Dataset entries:
□ □ □ □ □
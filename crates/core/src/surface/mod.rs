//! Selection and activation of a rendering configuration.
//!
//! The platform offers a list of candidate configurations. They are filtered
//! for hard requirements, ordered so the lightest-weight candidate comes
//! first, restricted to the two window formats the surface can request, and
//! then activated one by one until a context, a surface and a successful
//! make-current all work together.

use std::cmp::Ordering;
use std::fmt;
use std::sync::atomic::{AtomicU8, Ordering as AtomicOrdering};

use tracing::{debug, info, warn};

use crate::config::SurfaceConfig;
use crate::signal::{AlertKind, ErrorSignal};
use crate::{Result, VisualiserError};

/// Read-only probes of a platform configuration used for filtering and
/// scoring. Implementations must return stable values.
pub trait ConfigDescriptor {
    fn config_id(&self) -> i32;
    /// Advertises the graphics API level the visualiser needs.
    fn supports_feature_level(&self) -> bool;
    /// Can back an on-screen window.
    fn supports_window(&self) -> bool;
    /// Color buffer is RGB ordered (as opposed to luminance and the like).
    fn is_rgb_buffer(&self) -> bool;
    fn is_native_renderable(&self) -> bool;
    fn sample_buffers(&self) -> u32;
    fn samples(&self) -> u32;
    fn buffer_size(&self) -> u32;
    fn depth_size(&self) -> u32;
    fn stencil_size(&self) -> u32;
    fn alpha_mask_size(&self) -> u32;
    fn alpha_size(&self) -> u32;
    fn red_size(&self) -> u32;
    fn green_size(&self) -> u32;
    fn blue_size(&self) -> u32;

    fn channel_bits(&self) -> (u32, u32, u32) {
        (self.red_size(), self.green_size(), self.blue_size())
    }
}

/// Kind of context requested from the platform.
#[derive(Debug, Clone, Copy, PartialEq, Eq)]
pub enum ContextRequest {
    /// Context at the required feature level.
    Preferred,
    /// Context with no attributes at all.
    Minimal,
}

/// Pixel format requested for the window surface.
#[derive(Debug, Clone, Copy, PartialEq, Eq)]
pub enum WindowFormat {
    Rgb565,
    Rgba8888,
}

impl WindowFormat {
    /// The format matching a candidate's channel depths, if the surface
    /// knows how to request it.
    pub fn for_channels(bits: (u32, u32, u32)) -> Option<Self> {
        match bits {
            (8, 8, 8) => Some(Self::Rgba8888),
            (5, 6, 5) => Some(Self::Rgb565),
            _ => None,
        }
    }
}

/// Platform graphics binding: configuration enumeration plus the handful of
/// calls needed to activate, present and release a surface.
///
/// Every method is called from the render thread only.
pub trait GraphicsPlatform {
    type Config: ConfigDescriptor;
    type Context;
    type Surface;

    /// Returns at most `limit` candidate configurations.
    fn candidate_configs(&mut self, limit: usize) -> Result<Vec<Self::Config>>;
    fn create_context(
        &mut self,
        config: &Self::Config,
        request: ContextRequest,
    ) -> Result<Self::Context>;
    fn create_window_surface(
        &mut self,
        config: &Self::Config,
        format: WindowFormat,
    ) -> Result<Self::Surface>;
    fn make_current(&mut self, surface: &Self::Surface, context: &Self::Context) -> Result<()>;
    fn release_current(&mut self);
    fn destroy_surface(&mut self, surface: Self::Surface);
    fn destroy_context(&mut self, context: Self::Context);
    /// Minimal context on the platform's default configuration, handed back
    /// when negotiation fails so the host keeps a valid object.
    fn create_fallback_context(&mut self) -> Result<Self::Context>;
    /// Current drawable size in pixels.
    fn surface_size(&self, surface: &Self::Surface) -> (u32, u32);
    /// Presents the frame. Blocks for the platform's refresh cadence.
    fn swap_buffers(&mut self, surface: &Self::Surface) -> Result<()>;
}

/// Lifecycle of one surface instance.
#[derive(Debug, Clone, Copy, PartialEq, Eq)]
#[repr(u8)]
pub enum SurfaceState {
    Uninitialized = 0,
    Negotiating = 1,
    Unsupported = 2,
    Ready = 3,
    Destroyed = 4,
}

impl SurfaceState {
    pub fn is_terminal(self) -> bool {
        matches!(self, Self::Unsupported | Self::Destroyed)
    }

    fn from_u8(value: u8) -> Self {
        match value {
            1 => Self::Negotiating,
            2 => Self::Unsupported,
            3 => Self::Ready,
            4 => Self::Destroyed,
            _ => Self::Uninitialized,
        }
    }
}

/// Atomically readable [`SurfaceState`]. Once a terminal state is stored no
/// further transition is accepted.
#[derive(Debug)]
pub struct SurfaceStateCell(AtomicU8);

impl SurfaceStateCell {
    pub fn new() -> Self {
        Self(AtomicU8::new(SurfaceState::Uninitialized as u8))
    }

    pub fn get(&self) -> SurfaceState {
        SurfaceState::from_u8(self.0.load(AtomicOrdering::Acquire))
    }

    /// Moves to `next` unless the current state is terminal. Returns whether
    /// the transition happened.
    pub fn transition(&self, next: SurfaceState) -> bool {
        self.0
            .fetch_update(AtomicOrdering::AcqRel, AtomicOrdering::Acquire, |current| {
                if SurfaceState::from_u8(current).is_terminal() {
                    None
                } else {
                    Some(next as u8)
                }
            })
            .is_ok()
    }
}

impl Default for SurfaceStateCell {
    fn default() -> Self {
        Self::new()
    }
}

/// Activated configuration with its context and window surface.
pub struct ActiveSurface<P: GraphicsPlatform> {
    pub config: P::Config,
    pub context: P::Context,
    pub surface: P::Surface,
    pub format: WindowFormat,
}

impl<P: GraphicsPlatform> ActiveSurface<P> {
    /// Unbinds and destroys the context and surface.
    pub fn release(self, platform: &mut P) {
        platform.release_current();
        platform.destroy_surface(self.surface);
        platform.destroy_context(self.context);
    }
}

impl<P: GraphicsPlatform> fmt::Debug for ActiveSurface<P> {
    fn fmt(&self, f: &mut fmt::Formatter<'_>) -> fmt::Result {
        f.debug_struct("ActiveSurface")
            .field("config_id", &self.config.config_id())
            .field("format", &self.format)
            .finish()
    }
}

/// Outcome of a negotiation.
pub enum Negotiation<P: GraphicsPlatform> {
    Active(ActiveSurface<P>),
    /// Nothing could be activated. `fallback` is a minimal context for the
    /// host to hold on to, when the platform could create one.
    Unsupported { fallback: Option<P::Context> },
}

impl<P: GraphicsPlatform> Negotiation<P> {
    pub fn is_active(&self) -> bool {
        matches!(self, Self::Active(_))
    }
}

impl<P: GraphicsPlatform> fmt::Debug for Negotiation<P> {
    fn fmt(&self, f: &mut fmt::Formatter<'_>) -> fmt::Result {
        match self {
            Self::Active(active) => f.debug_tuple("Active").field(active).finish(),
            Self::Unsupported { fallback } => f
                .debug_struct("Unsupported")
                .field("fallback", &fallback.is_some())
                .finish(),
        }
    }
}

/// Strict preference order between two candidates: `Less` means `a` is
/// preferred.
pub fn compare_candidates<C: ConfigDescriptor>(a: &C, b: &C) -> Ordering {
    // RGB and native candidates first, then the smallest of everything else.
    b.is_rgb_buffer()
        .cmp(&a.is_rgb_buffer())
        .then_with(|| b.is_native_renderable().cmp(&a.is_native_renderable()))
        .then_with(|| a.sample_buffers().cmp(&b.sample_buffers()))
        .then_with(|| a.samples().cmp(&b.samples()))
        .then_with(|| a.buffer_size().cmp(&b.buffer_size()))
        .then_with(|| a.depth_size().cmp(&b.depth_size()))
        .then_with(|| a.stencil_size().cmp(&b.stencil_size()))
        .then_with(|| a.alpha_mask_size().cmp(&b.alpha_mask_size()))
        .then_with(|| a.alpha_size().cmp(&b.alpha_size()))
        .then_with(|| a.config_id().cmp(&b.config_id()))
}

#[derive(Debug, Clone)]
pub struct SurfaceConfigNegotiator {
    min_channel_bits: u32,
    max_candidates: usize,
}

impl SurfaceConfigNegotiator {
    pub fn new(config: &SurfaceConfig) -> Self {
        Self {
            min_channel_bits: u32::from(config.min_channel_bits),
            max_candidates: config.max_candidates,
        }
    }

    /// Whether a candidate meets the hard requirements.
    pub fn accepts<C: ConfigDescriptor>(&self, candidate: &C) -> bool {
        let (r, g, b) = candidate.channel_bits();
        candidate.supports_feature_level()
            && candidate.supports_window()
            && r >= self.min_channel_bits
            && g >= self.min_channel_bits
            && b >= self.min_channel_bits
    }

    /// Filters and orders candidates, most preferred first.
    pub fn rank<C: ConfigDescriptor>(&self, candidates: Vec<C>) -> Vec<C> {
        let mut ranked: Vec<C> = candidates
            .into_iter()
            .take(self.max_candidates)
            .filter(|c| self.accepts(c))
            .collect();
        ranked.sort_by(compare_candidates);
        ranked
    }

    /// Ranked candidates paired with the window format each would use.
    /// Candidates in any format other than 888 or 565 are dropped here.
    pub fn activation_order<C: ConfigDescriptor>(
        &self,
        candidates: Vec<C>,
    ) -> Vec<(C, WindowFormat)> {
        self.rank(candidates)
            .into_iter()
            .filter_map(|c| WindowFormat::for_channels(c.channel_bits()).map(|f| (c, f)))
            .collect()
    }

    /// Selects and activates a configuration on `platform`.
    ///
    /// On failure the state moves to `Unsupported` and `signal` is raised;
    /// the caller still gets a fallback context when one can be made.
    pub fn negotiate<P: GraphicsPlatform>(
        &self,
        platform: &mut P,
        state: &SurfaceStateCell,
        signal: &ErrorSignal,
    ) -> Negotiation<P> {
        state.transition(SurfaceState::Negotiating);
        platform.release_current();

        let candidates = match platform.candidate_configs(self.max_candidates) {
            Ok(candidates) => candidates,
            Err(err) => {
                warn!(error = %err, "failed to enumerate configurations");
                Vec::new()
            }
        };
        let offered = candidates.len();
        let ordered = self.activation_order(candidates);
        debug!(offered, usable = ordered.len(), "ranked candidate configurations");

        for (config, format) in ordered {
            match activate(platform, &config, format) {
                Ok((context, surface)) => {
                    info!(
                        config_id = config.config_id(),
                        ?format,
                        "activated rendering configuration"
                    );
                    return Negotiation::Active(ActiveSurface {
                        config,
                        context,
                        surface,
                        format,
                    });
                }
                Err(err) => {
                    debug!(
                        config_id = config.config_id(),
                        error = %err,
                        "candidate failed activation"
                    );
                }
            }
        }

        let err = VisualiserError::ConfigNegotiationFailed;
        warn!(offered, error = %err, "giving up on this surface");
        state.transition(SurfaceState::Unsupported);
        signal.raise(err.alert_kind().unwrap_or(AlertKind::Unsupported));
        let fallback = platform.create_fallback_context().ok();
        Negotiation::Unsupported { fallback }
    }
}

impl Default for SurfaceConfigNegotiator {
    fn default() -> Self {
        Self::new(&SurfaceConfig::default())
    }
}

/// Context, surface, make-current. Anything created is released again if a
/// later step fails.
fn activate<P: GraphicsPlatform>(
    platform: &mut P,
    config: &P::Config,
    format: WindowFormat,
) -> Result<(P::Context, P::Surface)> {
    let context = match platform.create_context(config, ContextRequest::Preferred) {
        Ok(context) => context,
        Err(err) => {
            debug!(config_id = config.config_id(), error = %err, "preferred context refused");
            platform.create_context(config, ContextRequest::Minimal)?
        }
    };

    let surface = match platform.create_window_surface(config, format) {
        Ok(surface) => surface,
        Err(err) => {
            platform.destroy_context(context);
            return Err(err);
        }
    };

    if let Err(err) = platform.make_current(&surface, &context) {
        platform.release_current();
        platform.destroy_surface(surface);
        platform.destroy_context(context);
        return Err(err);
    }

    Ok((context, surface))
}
□ □ □ □ □
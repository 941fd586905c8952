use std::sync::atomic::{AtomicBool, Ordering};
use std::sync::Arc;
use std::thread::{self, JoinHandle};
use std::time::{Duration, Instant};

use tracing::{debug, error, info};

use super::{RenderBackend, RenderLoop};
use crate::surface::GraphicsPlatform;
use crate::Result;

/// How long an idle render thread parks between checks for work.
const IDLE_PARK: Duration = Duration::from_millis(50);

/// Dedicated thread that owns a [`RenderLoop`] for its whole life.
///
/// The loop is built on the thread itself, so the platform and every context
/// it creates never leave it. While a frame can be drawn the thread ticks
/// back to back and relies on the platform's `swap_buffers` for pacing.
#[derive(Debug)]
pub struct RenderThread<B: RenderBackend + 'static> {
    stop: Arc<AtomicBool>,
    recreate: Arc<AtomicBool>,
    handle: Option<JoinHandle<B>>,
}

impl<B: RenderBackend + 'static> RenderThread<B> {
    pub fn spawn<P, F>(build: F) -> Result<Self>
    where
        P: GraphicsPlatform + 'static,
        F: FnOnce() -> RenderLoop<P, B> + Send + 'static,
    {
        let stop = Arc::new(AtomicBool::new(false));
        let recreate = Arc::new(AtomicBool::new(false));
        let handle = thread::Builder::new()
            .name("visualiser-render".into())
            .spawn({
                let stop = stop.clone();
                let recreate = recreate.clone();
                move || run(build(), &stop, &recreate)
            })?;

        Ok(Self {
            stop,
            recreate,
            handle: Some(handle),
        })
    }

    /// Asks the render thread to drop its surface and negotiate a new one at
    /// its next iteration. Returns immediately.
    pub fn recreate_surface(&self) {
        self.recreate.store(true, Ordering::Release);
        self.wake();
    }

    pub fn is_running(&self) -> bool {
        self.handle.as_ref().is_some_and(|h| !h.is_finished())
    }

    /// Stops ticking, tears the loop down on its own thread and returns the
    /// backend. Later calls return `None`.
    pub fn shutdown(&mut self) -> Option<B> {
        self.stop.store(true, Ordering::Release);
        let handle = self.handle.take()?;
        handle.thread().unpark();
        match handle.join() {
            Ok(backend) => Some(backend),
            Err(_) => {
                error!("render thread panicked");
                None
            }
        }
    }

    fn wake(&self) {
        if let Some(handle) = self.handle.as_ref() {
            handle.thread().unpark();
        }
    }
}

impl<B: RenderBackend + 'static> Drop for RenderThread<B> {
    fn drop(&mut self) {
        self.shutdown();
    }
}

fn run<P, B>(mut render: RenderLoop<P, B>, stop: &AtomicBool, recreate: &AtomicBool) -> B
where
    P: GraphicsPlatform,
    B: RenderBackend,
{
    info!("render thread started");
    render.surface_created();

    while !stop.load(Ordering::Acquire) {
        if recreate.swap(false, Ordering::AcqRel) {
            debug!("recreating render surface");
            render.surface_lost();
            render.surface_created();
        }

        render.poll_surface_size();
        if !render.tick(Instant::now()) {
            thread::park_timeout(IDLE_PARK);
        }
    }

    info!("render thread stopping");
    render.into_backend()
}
□ □ □ □ □
• AIM OF THE TASK: Scan the data, and report each line that uses the word "signal".

• RESULT OF THE TASK:
use crate::signal::{AlertKind, ErrorSignal};
    /// On failure the state moves to `Unsupported` and `signal` is raised;
        signal: &ErrorSignal,
        signal.raise(err.alert_kind().unwrap_or(AlertKind::Unsupported));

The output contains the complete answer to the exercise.